All Prasanna can say about it is that it is uniquely the music of South India just as the blues sounds different in Chicago than it does in Memphis.
If you’re curious about Carnatic music, Prasanna will perform some of it with his band at Purdue Fort Wayne on March 7.
And if you are curious about what Carnatic music sounds like when it is artfully mixed with rock, jazz, and other western genres, Prasanna can show that to you, too.
The song that made Prasanna want to pick up the guitar in the first place did not originate in India. It emerged from the Caribbean by way of West Germany: Boney M’s “Rasputin,” a disco hit that combined eastern and western elements in a way that Prasanna clearly took to his bosom.
There was also a mix tape that was bequeathed to Prasanna by a friend of his father. Bequeathed is meant literally here: Prasanna came into possession of it after the man’s death.
“I had a cassette tape which had music by Toto, Pointer Sisters,” he said in a phone interview. “Bellamy Brothers of all people. A weird concoction of different things.”
So Prasanna was hearing a lot of different sounds in his head when he decided not to heed them and go to college for something more practical: Engineering.
“When you play music, you don’t think about whether you want to make it your living or not.” he said. “You just play. I know millions of guitar players who have other sorts of jobs but who still play guitar.”
In fact, Prasanna wanted badly to become an engineer and to be educated in engineering at a special school.
“I was completely besotted with this particular college: the Indian Institute of Technology,” he said. “IIT is probably one of the top engineering schools in the world. It’s the MIT of India. And it’s the hardest school for anybody to get into. If you get into IIT, your life is made. That’s something we grow up knowing in India.”
After he graduated, Prasanna got a good software job in India with an American company that promised to transfer him to the States one day.
Betting on Berklee
But a musical moment of truth arrived. Prasanna had always dreamed of attending the Berklee College of Music in Boston like many of his musical idols (John Scofield and Donald Fagan, among them).
It was an either/or proposition for him: Either keep a “your life is made” sort of job or quit and go back to school.
Prasanna chose the latter.
While attending Berklee didn’t trigger culture shock, it did trigger “guitar shock.”

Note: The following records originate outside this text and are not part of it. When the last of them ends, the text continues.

//! Move hook type definitions.
//!
//! Hooks for move-specific logic that runs before the damage pipeline
//! (conditional power boosts like Hex or Venoshock, type changes like
//! Weather Ball).

use crate::damage::Modifier;
use crate::field::Field;
use crate::moves::Move;
use crate::state::Combatant;
use crate::types::Type;

/// Returns true if the move's conditional multiplier applies.
pub type OnBasePowerCondition =
    fn(attacker: &Combatant, defender: &Combatant, field: &Field, move_data: &'static Move) -> bool;

/// Computes a new base power for moves with variable BP formulas.
pub type OnModifyBasePower = fn(
    attacker: &Combatant,
    defender: &Combatant,
    field: &Field,
    move_data: &'static Move,
    bp: u16,
) -> u16;

/// Resolves the move's type for this use.
pub type OnModifyType = fn(attacker: &Combatant, field: &Field, base_type: Type) -> Type;

/// Hook table for moves with conditional effects.
#[derive(Clone, Copy)]
pub struct MoveHooks {
    /// Condition check for simple multiplier boosts
    pub on_base_power_condition: Option<OnBasePowerCondition>,

    /// Multiplier to apply when the condition holds
    pub conditional_multiplier: Modifier,

    /// Custom base power modification function
    pub on_modify_base_power: Option<OnModifyBasePower>,

    /// Type modification function
    pub on_modify_type: Option<OnModifyType>,

    /// Skip the burn halving (Facade)
    pub ignores_burn: bool,
}

impl MoveHooks {
    /// Empty hooks (default)
    pub const NONE: Self = Self {
        on_base_power_condition: None,
        conditional_multiplier: Modifier::ONE,
        on_modify_base_power: None,
        on_modify_type: None,
        ignores_burn: false,
    };
}

impl Default for MoveHooks {
    fn default() -> Self {
        Self::NONE
    }
}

“I come to this school and I found that I was one of a thousand guitar players at the school,” Prasanna said. “That was a big shock to me. There were 17 trombone players and four violin players. And a thousand guitarists.”
He had to come to grips with the idea that millions of people around the world are trying to become better guitar players at any given moment and only an infinitesimal percentage of those will figure out how to make a living at it.

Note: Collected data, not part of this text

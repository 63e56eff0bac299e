//! Actions and the legality filter.

use serde::{Deserialize, Serialize};

use crate::error::BattleError;
use crate::state::{BattleState, Combatant, Request, SideId, MAX_MOVES, MAX_TEAM_SIZE};

/// One side's choice for a turn.
#[derive(Clone, Copy, Debug, PartialEq, Eq, Hash, Serialize, Deserialize)]
#[serde(tag = "kind", content = "slot", rename_all = "camelCase")]
pub enum Action {
    /// Use the move in this slot (0..4).
    Move(u8),
    /// Switch to this roster slot (0..6).
    Switch(u8),
    /// Only legal when no move slot is usable.
    Struggle,
    /// Nothing to do this phase.
    Pass,
}

bitflags::bitflags! {
    /// Legal actions for one side.
    ///
    /// Bits 0-3 are move slots, bits 4-9 switch targets, then Struggle and Pass.
    #[derive(Clone, Copy, Debug, Default, PartialEq, Eq, Hash, Serialize, Deserialize)]
    pub struct ActionMask: u16 {
        const MOVE_0 = 1 << 0;
        const MOVE_1 = 1 << 1;
        const MOVE_2 = 1 << 2;
        const MOVE_3 = 1 << 3;
        const SWITCH_0 = 1 << 4;
        const SWITCH_1 = 1 << 5;
        const SWITCH_2 = 1 << 6;
        const SWITCH_3 = 1 << 7;
        const SWITCH_4 = 1 << 8;
        const SWITCH_5 = 1 << 9;
        const STRUGGLE = 1 << 10;
        const PASS = 1 << 11;

        const MOVES = Self::MOVE_0.bits() | Self::MOVE_1.bits() | Self::MOVE_2.bits() | Self::MOVE_3.bits();
        const SWITCHES = 0b11_1111 << 4;
    }
}

const SWITCH_SHIFT: u8 = 4;

impl Action {
    /// Mask bit for this action, or `None` if the slot index is out of range.
    pub fn bit(self) -> Option<ActionMask> {
        match self {
            Action::Move(slot) if (slot as usize) < MAX_MOVES => {
                Some(ActionMask::from_bits_retain(1 << slot))
            }
            Action::Switch(slot) if (slot as usize) < MAX_TEAM_SIZE => {
                Some(ActionMask::from_bits_retain(1 << (slot + SWITCH_SHIFT)))
            }
            Action::Struggle => Some(ActionMask::STRUGGLE),
            Action::Pass => Some(ActionMask::PASS),
            _ => None,
        }
    }

    #[inline]
    pub fn is_switch(self) -> bool {
        matches!(self, Action::Switch(_))
    }
}

impl ActionMask {
    #[inline]
    pub fn allows(self, action: Action) -> bool {
        action.bit().is_some_and(|bit| self.contains(bit))
    }

    /// Every action this mask allows, in bit order.
    pub fn actions(self) -> Vec<Action> {
        let mut actions = Vec::with_capacity(self.bits().count_ones() as usize);
        for slot in 0..MAX_MOVES as u8 {
            if self.allows(Action::Move(slot)) {
                actions.push(Action::Move(slot));
            }
        }
        for slot in 0..MAX_TEAM_SIZE as u8 {
            if self.allows(Action::Switch(slot)) {
                actions.push(Action::Switch(slot));
            }
        }
        if self.contains(ActionMask::STRUGGLE) {
            actions.push(Action::Struggle);
        }
        if self.contains(ActionMask::PASS) {
            actions.push(Action::Pass);
        }
        actions
    }
}

/// Whether the active combatant may select this move slot.
fn move_usable(active: &Combatant, slot: usize) -> bool {
    let Some(move_slot) = active.moves.get(slot) else {
        return false;
    };
    let Some(id) = move_slot.id else {
        return false;
    };
    if move_slot.pp == 0 || active.is_slot_disabled(slot) {
        return false;
    }
    if id.data().is_status() && active.has_volatile(crate::conditions::Volatile::Taunt) {
        return false;
    }
    active.choice_locked_slot().map_or(true, |locked| locked == slot)
}

fn switch_mask(state: &BattleState, side: SideId) -> ActionMask {
    let side = state.side(side);
    let mut mask = ActionMask::empty();
    for (slot, member) in side.roster.iter().enumerate() {
        if slot != side.active as usize && !member.is_fainted() {
            mask |= ActionMask::from_bits_retain(1 << (slot as u8 + SWITCH_SHIFT));
        }
    }
    mask
}

/// Legal actions for `side` in the current phase.
///
/// Never empty while the battle is running: a side with no usable move
/// always has `STRUGGLE`, and a side with nothing to do gets `PASS`.
pub fn legal_actions(state: &BattleState, side: SideId) -> ActionMask {
    if state.is_terminal() {
        return ActionMask::empty();
    }

    match state.request {
        Request::Replace { sides } => {
            if sides[side.index()] {
                switch_mask(state, side)
            } else {
                ActionMask::PASS
            }
        }
        Request::Turn => {
            let active = state.active(side);
            let mut mask = ActionMask::empty();
            for slot in 0..MAX_MOVES {
                if move_usable(active, slot) {
                    mask |= ActionMask::from_bits_retain(1 << slot);
                }
            }
            if !mask.intersects(ActionMask::MOVES) {
                mask |= ActionMask::STRUGGLE;
            }
            mask | switch_mask(state, side)
        }
    }
}

/// Reject an action that is not in the side's legal mask.
pub(crate) fn validate(state: &BattleState, side: SideId, action: Action) -> Result<(), BattleError> {
    if state.is_terminal() {
        return Err(BattleError::BattleOver);
    }
    if legal_actions(state, side).allows(action) {
        return Ok(());
    }
    Err(BattleError::illegal(side, action, illegal_reason(state, side, action)))
}

fn illegal_reason(state: &BattleState, side: SideId, action: Action) -> &'static str {
    let replacing = matches!(state.request, Request::Replace { sides } if sides[side.index()]);
    let waiting = matches!(state.request, Request::Replace { sides } if !sides[side.index()]);

    match action {
        _ if waiting && action != Action::Pass => "side must pass while the foe replaces",
        Action::Pass if replacing => "a fainted combatant must be replaced",
        Action::Pass => "pass is only legal while the foe replaces",
        Action::Move(_) | Action::Struggle if replacing => "a fainted combatant must be replaced",
        Action::Move(slot) => {
            let active = state.active(side);
            match active.moves.get(slot as usize) {
                None => "no such move slot",
                Some(m) if m.id.is_none() => "move slot is empty",
                Some(m) if m.pp == 0 => "no PP left",
                Some(_) if active.is_slot_disabled(slot as usize) => "move is disabled",
                Some(_) if active.choice_locked_slot().is_some() => "locked into another move",
                Some(_) => "taunted combatants cannot use status moves",
            }
        }
        Action::Struggle => "struggle is only legal when no move is usable",
        Action::Switch(slot) => {
            let side = state.side(side);
            match side.roster.get(slot as usize) {
                None => "no such roster slot",
                Some(_) if side.active == slot => "switch target is already active",
                Some(_) => "switch target has fainted",
            }
        }
    }
}

#[cfg(test)]
mod tests {
    use super::*;
    use crate::conditions::{EffectState, Volatile};
    use crate::entities::PokemonConfig;
    use crate::moves::MoveId;
    use crate::rules::Ruleset;

    fn state() -> BattleState {
        let p1 = vec![
            PokemonConfig::from_str("garchomp")
                .unwrap()
                .moves(&[MoveId::Earthquake, MoveId::SwordsDance, MoveId::StoneEdge, MoveId::DragonClaw])
                .build(),
            PokemonConfig::from_str("gengar").unwrap().build(),
            PokemonConfig::from_str("snorlax").unwrap().build(),
        ];
        let p2 = vec![PokemonConfig::from_str("blissey").unwrap().build()];
        BattleState::new(p1, p2, Ruleset::default())
    }

    #[test]
    fn test_fresh_mask() {
        let state = state();
        let mask = legal_actions(&state, SideId::P1);
        assert!(mask.contains(ActionMask::MOVES));
        assert!(mask.contains(ActionMask::SWITCH_1 | ActionMask::SWITCH_2));
        assert!(!mask.contains(ActionMask::SWITCH_0));
        assert!(!mask.contains(ActionMask::STRUGGLE));

        // No reserve: moves only
        let mask = legal_actions(&state, SideId::P2);
        assert!(!mask.intersects(ActionMask::SWITCHES));
    }

    #[test]
    fn test_taunt_and_disable() {
        let mut state = state();
        let active = state.sides[0].active_mut();
        active.add_volatile(EffectState::new(Volatile::Taunt).with_duration(3));
        active.add_volatile(EffectState::new(Volatile::Disable).with_duration(4).with_payload(0));

        let mask = legal_actions(&state, SideId::P1);
        assert!(!mask.allows(Action::Move(0)), "disabled");
        assert!(!mask.allows(Action::Move(1)), "status move under taunt");
        assert!(mask.allows(Action::Move(2)));
        assert_eq!(
            validate(&state, SideId::P1, Action::Move(1)),
            Err(BattleError::illegal(
                SideId::P1,
                Action::Move(1),
                "taunted combatants cannot use status moves"
            ))
        );
    }

    #[test]
    fn test_struggle_when_out_of_pp() {
        let mut state = state();
        for slot in state.sides[0].active_mut().moves.iter_mut() {
            slot.pp = 0;
        }
        let mask = legal_actions(&state, SideId::P1);
        assert!(!mask.intersects(ActionMask::MOVES));
        assert!(mask.contains(ActionMask::STRUGGLE));
        assert!(mask.intersects(ActionMask::SWITCHES));
    }

    #[test]
    fn test_choice_lock_restricts_to_slot() {
        let mut state = state();
        state.sides[0]
            .active_mut()
            .add_volatile(EffectState::new(Volatile::ChoiceLock).with_payload(2));
        let mask = legal_actions(&state, SideId::P1);
        assert_eq!(mask & ActionMask::MOVES, ActionMask::MOVE_2);
    }

    #[test]
    fn test_replace_phase_masks() {
        let mut state = state();
        state.sides[0].active_mut().hp = 0;
        state.request = Request::Replace { sides: [true, false] };

        let p1 = legal_actions(&state, SideId::P1);
        assert_eq!(p1, ActionMask::SWITCH_1 | ActionMask::SWITCH_2);
        assert_eq!(legal_actions(&state, SideId::P2), ActionMask::PASS);
        assert!(validate(&state, SideId::P2, Action::Move(0)).is_err());
    }

    #[test]
    fn test_fainted_reserve_not_switchable() {
        let mut state = state();
        state.sides[0].roster[1].hp = 0;
        let mask = legal_actions(&state, SideId::P1);
        assert!(!mask.allows(Action::Switch(1)));
        assert!(mask.allows(Action::Switch(2)));
        assert_eq!(
            validate(&state, SideId::P1, Action::Switch(1)),
            Err(BattleError::illegal(SideId::P1, Action::Switch(1), "switch target has fainted"))
        );
        assert!(validate(&state, SideId::P1, Action::Switch(9)).is_err());
    }

    #[test]
    fn test_terminal_mask_is_empty() {
        let mut state = state();
        state.outcome = Some(crate::state::Outcome { winner: Some(SideId::P1) });
        assert!(legal_actions(&state, SideId::P2).is_empty());
        assert_eq!(validate(&state, SideId::P2, Action::Pass), Err(BattleError::BattleOver));
    }

    #[test]
    fn test_mask_lists_actions() {
        let mask = ActionMask::MOVE_0 | ActionMask::SWITCH_3 | ActionMask::PASS;
        assert_eq!(mask.actions(), vec![Action::Move(0), Action::Switch(3), Action::Pass]);
        assert_eq!(Action::Move(4).bit(), None);
    }
}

“And very few are able to create a signature sound of their own on this instrument,” Prasanna said.
Luckily, Prasanna was an intensely focused and driven young man.

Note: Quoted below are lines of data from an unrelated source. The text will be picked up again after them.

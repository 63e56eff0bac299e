use std::path::PathBuf;

use anyhow::{bail, Context, Result};
use battle_engine::{Action, Battle, SideId};
use clap::Args;
use rand::rngs::StdRng;
use rand::seq::SliceRandom;
use rand::SeedableRng;

use crate::models::{read_json, TeamsFile};
use crate::output::Transcript;

#[derive(Args, Debug)]
pub struct SimulateArgs {
    /// JSON file with both teams (`{"p1": {...}, "p2": {...}}`)
    #[arg(short, long)]
    pub teams: PathBuf,

    /// Seed for the engine; the action chooser derives its own from it
    #[arg(short, long, default_value_t = 0)]
    pub seed: u64,

    /// JSON ruleset overriding the teams file's
    #[arg(short, long)]
    pub rules: Option<PathBuf>,

    /// Stop after this many steps even if the battle is still running
    #[arg(long, default_value_t = 1000)]
    pub max_steps: usize,

    /// Print events as JSON lines
    #[arg(long)]
    pub json: bool,
}

pub fn execute(args: SimulateArgs) -> Result<()> {
    let teams: TeamsFile = read_json(&args.teams)?;
    let rules = match &args.rules {
        Some(path) => read_json(path)?,
        None => teams.rules.unwrap_or_default(),
    };

    let (mut battle, opening) = Battle::reset_with_rules(&teams.p1, &teams.p2, rules, args.seed)
        .context("building the battle")?;
    let mut chooser = StdRng::seed_from_u64(args.seed ^ 0x5eed_c0de);
    let mut transcript = Transcript::new(args.json);
    transcript.events(&opening)?;

    tracing::info!(seed = args.seed, "simulation started");
    let mut steps = 0;
    while !battle.is_over() && steps < args.max_steps {
        let p1 = choose(&battle, SideId::P1, &mut chooser)?;
        let p2 = choose(&battle, SideId::P2, &mut chooser)?;
        tracing::debug!(step = steps, ?p1, ?p2, "chosen");
        let result = battle.step(p1, p2)?;
        transcript.events(&result.events)?;
        steps += 1;
    }
    if !battle.is_over() {
        tracing::warn!(steps, "step limit reached before the battle ended");
    }

    tracing::info!(turns = battle.state().turn, steps, "simulation finished");
    transcript.summary(battle.state())
}

/// Uniformly random legal action.
fn choose(battle: &Battle, side: SideId, rng: &mut StdRng) -> Result<Action> {
    let options = battle.legal_actions(side).actions();
    match options.choose(rng) {
        Some(&action) => Ok(action),
        None => bail!("{side} has no legal action on turn {}", battle.state().turn),
    }
}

“I left a pretty plum engineering job to come to a music school with no idea what I am going to do after that,” he said. “I was pretty clear about all those things. I had to take advantage of everything that Berklee offered in order to grow.”
Since graduating magna cum laude from Berklee, Prasanna (more widely known now as Guitar Prasanna) has created a signature of his own by performing and recording Carnatic music, straight jazz, jazz fusion, and fusions of Carnatic music with jazz fusion, Latin, rock, and reggae.
A Distinctive Style
Prasanna admits there were Carnatic purists and jazz purists early on who didn’t approve of ways he was mixing those traditions.
“The naysayers are dead and gone,” he said. “Those voices don’t mean anything in this world. We live in a very exciting world where things come together. What I was doing 20 and 30 years ago is very common. Now you see hip-hop guys using a sample of Indian sounds. The British underground is making use of tablas (Indian percussion instruments). Britney Spears’ album Toxic had all these Bollywood strings. Anything can happen today.”
Prasanna said he understands the purists, but he had to “gently brush them aside.”
“I had to go back to the core thinking which was, ‘I have to evolve something of my own,’” he said. “My thing is very simple: Why would anyone want to listen to me if I didn’t have something new to offer? Why would anyone want to listen to me and make me a part of their life if I don’t have something special?”
Like most of what Prasanna has set out to do, he has achieved and regularly achieves something special.
Even though his is not a household name in the U.S., Prasanna is as much a guitar hero as anyone who is serially described as such in the western press.
As one Indian music critic wrote of him: “He has created a distinctive and effective guitar style that is as instantly recognizable as that of Carlos Santana or Jimi Hendrix.”